:: WORK TO COMPLETE ::
Please say how many lines below include the word "stdout", with nothing beyond the number.

(DATA FOR THE TASK Opens)

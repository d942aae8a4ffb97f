use serde::{Deserialize, Serialize};

use super::domain::{ApplicantRecord, CandidateProfile, JobPosting, UserId};

const VISION_SNIPPET_CHARS: usize = 150;

#[derive(Debug, Clone, Copy, PartialEq, Eq, Default, Serialize, Deserialize)]
#[serde(rename_all = "snake_case")]
pub enum ExportKind {
    /// Contact details only, tab separated for pasting into spreadsheets.
    Quick,
    /// Contact details plus the cached AI analysis, as CSV.
    #[default]
    Full,
}

#[derive(Debug, thiserror::Error)]
pub enum ExportError {
    #[error("failed to write export row: {0}")]
    Csv(#[from] csv::Error),
    #[error("failed to flush export buffer: {0}")]
    Flush(String),
    #[error("export is not valid UTF-8: {0}")]
    Encoding(#[from] std::string::FromUtf8Error),
}

pub fn profile_url(public_base_url: &str, user_id: &UserId) -> String {
    format!("{}/profile/{}", public_base_url.trim_end_matches('/'), user_id)
}

/// Download name for a job's full export, e.g. `Senior_Engineer_AI_Analysis.csv`.
pub fn export_file_name(job: &JobPosting, kind: ExportKind) -> String {
    let stem = job.title.split_whitespace().collect::<Vec<_>>().join("_");
    match kind {
        ExportKind::Quick => format!("{stem}_Contacts.tsv"),
        ExportKind::Full => format!("{stem}_AI_Analysis.csv"),
    }
}

#[derive(Debug, Clone, PartialEq, Eq, Serialize)]
pub struct QuickExportRow {
    #[serde(rename = "Name")]
    pub name: String,
    #[serde(rename = "Title")]
    pub title: String,
    #[serde(rename = "Email")]
    pub email: String,
    #[serde(rename = "Phone")]
    pub phone: String,
    #[serde(rename = "Profile URL")]
    pub profile_url: String,
}

impl QuickExportRow {
    pub fn new(candidate: &CandidateProfile, public_base_url: &str) -> Self {
        Self {
            name: candidate.name.clone(),
            title: candidate.title.clone(),
            email: candidate.email.clone().unwrap_or_default(),
            phone: candidate.phone.clone().unwrap_or_default(),
            profile_url: profile_url(public_base_url, &candidate.user_id),
        }
    }
}

/// One applicant in the full export. Analysis columns stay empty when no analysis is cached.
#[derive(Debug, Clone, PartialEq, Eq, Serialize)]
pub struct ExportRow {
    #[serde(rename = "Name")]
    pub name: String,
    #[serde(rename = "Title")]
    pub title: String,
    #[serde(rename = "Email")]
    pub email: String,
    #[serde(rename = "Phone")]
    pub phone: String,
    #[serde(rename = "Profile URL")]
    pub profile_url: String,
    #[serde(rename = "AI Fit Score")]
    pub fit_score: Option<u8>,
    #[serde(rename = "AI Summary")]
    pub summary: String,
    #[serde(rename = "Skill Match")]
    pub skill_match_ratio: String,
    #[serde(rename = "Validated Skills")]
    pub validated_skills: String,
    #[serde(rename = "Vision Snippet")]
    pub vision_snippet: String,
    #[serde(rename = "Featured Project")]
    pub featured_project_name: String,
}

impl ExportRow {
    pub fn new(
        candidate: &CandidateProfile,
        record: &ApplicantRecord,
        public_base_url: &str,
    ) -> Self {
        let analysis = record.ai_analysis.as_ref();
        Self {
            name: candidate.name.clone(),
            title: candidate.title.clone(),
            email: candidate.email.clone().unwrap_or_default(),
            phone: candidate.phone.clone().unwrap_or_default(),
            profile_url: profile_url(public_base_url, &candidate.user_id),
            fit_score: analysis.map(|analysis| analysis.fit_score),
            summary: analysis
                .map(|analysis| analysis.summary.clone())
                .unwrap_or_default(),
            skill_match_ratio: analysis
                .map(|analysis| analysis.skill_match_ratio())
                .unwrap_or_default(),
            validated_skills: analysis
                .map(|analysis| analysis.validated_skills().collect::<Vec<_>>().join("; "))
                .unwrap_or_default(),
            vision_snippet: vision_snippet(&candidate.vision),
            featured_project_name: candidate
                .showcase_project()
                .map(|project| project.name.clone())
                .unwrap_or_default(),
        }
    }
}

fn vision_snippet(vision: &str) -> String {
    let vision = vision.trim();
    if vision.is_empty() {
        return String::new();
    }
    let snippet: String = vision.chars().take(VISION_SNIPPET_CHARS).collect();
    format!("{snippet}...")
}

pub fn write_quick_export(rows: &[QuickExportRow]) -> Result<String, ExportError> {
    let writer = csv::WriterBuilder::new()
        .delimiter(b'\t')
        .quote_style(csv::QuoteStyle::Necessary)
        .from_writer(Vec::new());
    write_rows(writer, rows)
}

pub fn write_full_export(rows: &[ExportRow]) -> Result<String, ExportError> {
    let writer = csv::WriterBuilder::new()
        .quote_style(csv::QuoteStyle::Always)
        .from_writer(Vec::new());
    write_rows(writer, rows)
}

fn write_rows<T: Serialize>(
    mut writer: csv::Writer<Vec<u8>>,
    rows: &[T],
) -> Result<String, ExportError> {
    for row in rows {
        writer.serialize(row)?;
    }
    let bytes = writer
        .into_inner()
        .map_err(|error| ExportError::Flush(error.to_string()))?;
    Ok(String::from_utf8(bytes)?)
}
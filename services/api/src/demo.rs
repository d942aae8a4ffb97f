use crate::infra::{build_service, HiringService, LoggingDispatcher, SeedData, SAMPLE_JOB_ID};
use async_trait::async_trait;
use chrono::{Duration, Local, NaiveDate, NaiveTime};
use clap::Args;
use std::path::PathBuf;
use std::sync::Arc;
use talent_ai::config::AppConfig;
use talent_ai::error::AppError;
use talent_ai::workflows::hiring::{
    AiAnalysis, AiSuggestion, AnalysisMode, AnalysisRequest, BoardView, ComparisonAnalysis,
    ComparisonRequest, Confirmation, ExportKind, FeedbackRequest, FeedbackResolution,
    GatewayError, HeuristicInsightGateway, InsightGateway, JobId, ScheduledInterview, Stage,
    UserId,
};

#[derive(Args, Debug, Default)]
pub(crate) struct DemoArgs {
    /// JSON seed file. Defaults to the built-in founding engineer job.
    #[arg(long)]
    pub(crate) seed: Option<PathBuf>,
    /// Job to walk through (defaults to the sample job)
    #[arg(long)]
    pub(crate) job: Option<String>,
    /// Interview date for the top applicant (YYYY-MM-DD). Defaults to three days from today.
    #[arg(long, value_parser = crate::infra::parse_date)]
    pub(crate) interview_date: Option<NaiveDate>,
    /// Simulate a rejection feedback outage for this applicant id
    #[arg(long)]
    pub(crate) fail_feedback_for: Option<String>,
}

#[derive(Args, Debug)]
pub(crate) struct ExportArgs {
    /// Job whose applicants are exported
    #[arg(long, default_value = SAMPLE_JOB_ID)]
    pub(crate) job: String,
    /// quick (contacts as TSV) or full (analysis as CSV)
    #[arg(long, default_value = "full", value_parser = crate::infra::parse_export_kind)]
    pub(crate) kind: ExportKind,
    /// JSON seed file. Defaults to the built-in founding engineer job.
    #[arg(long)]
    pub(crate) seed: Option<PathBuf>,
    /// Write to this file instead of stdout
    #[arg(long)]
    pub(crate) output: Option<PathBuf>,
}

/// Heuristic gateway that can simulate a feedback outage for one applicant.
struct DemoGateway {
    inner: HeuristicInsightGateway,
    feedback_offline_for: Option<UserId>,
}

#[async_trait]
impl InsightGateway for DemoGateway {
    async fn analyze_applicant(
        &self,
        request: AnalysisRequest,
    ) -> Result<AiAnalysis, GatewayError> {
        self.inner.analyze_applicant(request).await
    }

    async fn compare_applicants(
        &self,
        request: ComparisonRequest,
    ) -> Result<ComparisonAnalysis, GatewayError> {
        self.inner.compare_applicants(request).await
    }

    async fn generate_rejection_feedback(
        &self,
        request: FeedbackRequest,
    ) -> Result<String, GatewayError> {
        if self.feedback_offline_for.as_ref() == Some(&request.applicant.user_id) {
            return Err(GatewayError::Transport("simulated network failure".to_string()));
        }
        self.inner.generate_rejection_feedback(request).await
    }
}

pub(crate) async fn run_demo(args: DemoArgs) -> Result<(), AppError> {
    let DemoArgs {
        seed,
        job,
        interview_date,
        fail_feedback_for,
    } = args;

    let config = AppConfig::load()?;
    let seed = SeedData::load_or_sample(seed.as_deref())?;
    let dispatcher = Arc::new(LoggingDispatcher::default());
    let gateway = Arc::new(DemoGateway {
        inner: HeuristicInsightGateway::new(),
        feedback_offline_for: fail_feedback_for.as_deref().map(UserId::from),
    });
    let service = build_service(seed, gateway, dispatcher.clone(), config.pipeline)?;
    let job_id = JobId(job.unwrap_or_else(|| SAMPLE_JOB_ID.to_string()));

    let pipeline = service.pipeline(&job_id)?;
    println!("Hiring pipeline demo for {job_id}");
    println!("Stages: {}", pipeline.labels().join(" -> "));

    println!("\nAnalyzing applicants");
    for record in service.list(&job_id)? {
        match service
            .analyze_applicant(&job_id, &record.user_id, AnalysisMode::UseCache)
            .await
        {
            Ok(analyzed) => println!(
                "- {:<10} fit {:>3} | {} stars | suggestion {}",
                analyzed.user_id,
                analyzed.fit_score().unwrap_or_default(),
                analyzed.rating,
                suggestion_label(analyzed.ai_suggestion),
            ),
            Err(err) => println!("- {:<10} analysis failed: {err}", record.user_id),
        }
    }

    let applied = service.list(&job_id)?;
    let top = applied
        .iter()
        .filter(|record| record.status == Stage::Applied)
        .max_by_key(|record| record.fit_score().unwrap_or_default());
    if let Some(top) = top {
        let outcome = service.move_applicant(
            &job_id,
            &top.user_id,
            &Stage::Shortlisted,
            Confirmation::Unconfirmed,
        )?;
        println!("\nShortlisted {}", outcome.record.user_id);
        if let Some(draft) = outcome.message {
            println!("  sending \"{}\"", draft.subject);
            service.send_message(draft)?;
        }

        if let Some(round) = pipeline
            .stages
            .iter()
            .find(|stage| matches!(stage, Stage::Interview(_)))
        {
            let moved =
                service.move_applicant(&job_id, &top.user_id, round, Confirmation::Unconfirmed)?;
            let date = interview_date
                .unwrap_or_else(|| Local::now().date_naive() + Duration::days(3));
            let time = NaiveTime::from_hms_opt(15, 0, 0).unwrap_or_default();
            service.schedule_interview(
                &job_id,
                &top.user_id,
                ScheduledInterview {
                    date,
                    time,
                    interviewer_ids: vec![UserId::from("u-founder")],
                    video_link: None,
                },
            )?;
            println!("  moved to {} on {date} at {time}", moved.record.status);
        }
    }

    let low_fit: Vec<UserId> = service
        .list(&job_id)?
        .into_iter()
        .filter(|record| {
            record.status == Stage::Applied && record.ai_suggestion == Some(AiSuggestion::Reject)
        })
        .map(|record| record.user_id)
        .collect();
    if !low_fit.is_empty() {
        let mut report = service.bulk_move_applicants(
            &job_id,
            &low_fit,
            &Stage::Rejected,
            Confirmation::Confirmed,
        )?;
        println!("\nRejected {} low-fit applicants", report.moved.len());
        for (user_id, resolution) in report.settle_feedback().await {
            let record = service.get(&job_id, &user_id)?;
            match resolution {
                FeedbackResolution::Failed { reason } => {
                    println!("- {user_id}: feedback unavailable ({reason})")
                }
                _ => println!(
                    "- {user_id}: {}",
                    record.ai_reasoning.as_deref().unwrap_or("(no feedback)")
                ),
            }
        }
    }

    let finalists: Vec<UserId> = service
        .list(&job_id)?
        .into_iter()
        .filter(|record| !record.status.is_rejected() && record.ai_analysis.is_some())
        .map(|record| record.user_id)
        .take(4)
        .collect();
    if finalists.len() >= 2 {
        let report = service.compare_applicants(&job_id, &finalists).await?;
        println!("\nComparison: {}", report.comparison.summary);
        println!(
            "Recommended {}: {}",
            report.comparison.recommendation.user_id, report.comparison.recommendation.reasoning
        );
    }

    render_board(&service.board(&job_id)?);
    println!("\nMessages dispatched: {}", dispatcher.sent().len());
    Ok(())
}

pub(crate) async fn run_export(args: ExportArgs) -> Result<(), AppError> {
    let ExportArgs {
        job,
        kind,
        seed,
        output,
    } = args;

    let config = AppConfig::load()?;
    let service: Arc<HiringService<HeuristicInsightGateway>> = build_service(
        SeedData::load_or_sample(seed.as_deref())?,
        Arc::new(HeuristicInsightGateway::new()),
        Arc::new(LoggingDispatcher::default()),
        config.pipeline,
    )?;

    let document = service.export_applicants(&JobId(job), &[], kind).await?;
    for failure in &document.failed_analyses {
        eprintln!(
            "warning: {} exported without analysis ({})",
            failure.user_id, failure.reason
        );
    }

    match output {
        Some(path) => {
            std::fs::write(&path, document.body)?;
            eprintln!("wrote {} rows to {}", document.rows, path.display());
        }
        None => print!("{}", document.body),
    }
    Ok(())
}

fn suggestion_label(suggestion: Option<AiSuggestion>) -> &'static str {
    match suggestion {
        Some(AiSuggestion::Shortlist) => "shortlist",
        Some(AiSuggestion::Reject) => "reject",
        None => "none",
    }
}

fn render_board(board: &BoardView) {
    println!("\nBoard for {}", board.title);
    for column in &board.columns {
        let marker = if column.terminal { " (terminal)" } else { "" };
        println!(
            "{}{marker}: {} applicants, avg fit {}, {} unreviewed",
            column.stage, column.total, column.average_fit_score, column.unreviewed
        );
        for card in &column.applicants {
            let interview = if card.interview_scheduled { " [interview booked]" } else { "" };
            println!(
                "  - {} fit {} rating {}{interview}",
                card.user_id,
                card.fit_score
                    .map(|score| score.to_string())
                    .unwrap_or_else(|| "-".to_string()),
                card.rating
            );
        }
    }
}
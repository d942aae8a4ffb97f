use std::path::PathBuf;

use crate::demo::{run_demo, run_export, DemoArgs, ExportArgs};
use crate::server;
use clap::{Args, Parser, Subcommand};
use talent_ai::error::AppError;

#[derive(Parser, Debug)]
#[command(
    name = "Talent AI",
    about = "Run the applicant hiring pipeline service or drive it from the command line",
    version
)]
struct Cli {
    #[command(subcommand)]
    command: Option<Command>,
}

#[derive(Subcommand, Debug)]
enum Command {
    /// Start the HTTP service (default command)
    Serve(ServeArgs),
    /// Walk a sample job through analysis, shortlisting and a bulk rejection
    Demo(DemoArgs),
    /// Write a job's applicant export to stdout or a file
    Export(ExportArgs),
}

#[derive(Args, Debug, Default)]
pub(crate) struct ServeArgs {
    /// Override the configured host for the HTTP server
    #[arg(long)]
    pub(crate) host: Option<String>,
    /// Override the configured port for the HTTP server
    #[arg(long)]
    pub(crate) port: Option<u16>,
    /// JSON file with jobs, candidates and applicants to load at startup
    #[arg(long)]
    pub(crate) seed: Option<PathBuf>,
}

pub(crate) async fn run() -> Result<(), AppError> {
    let cli = Cli::parse();
    let command = cli
        .command
        .unwrap_or_else(|| Command::Serve(ServeArgs::default()));

    match command {
        Command::Serve(args) => server::run(args).await,
        Command::Demo(args) => run_demo(args).await,
        Command::Export(args) => run_export(args).await,
    }
}
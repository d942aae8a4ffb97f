use talent_ai_api::run;

#[tokio::main]
async fn main() {
    if let Err(err) = run().await {
        eprintln!("application error: {err}");
        std::process::exit(1);
    }
}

(DATA FOR THE TASK Closes)

:: RESPONSE BOX ::
2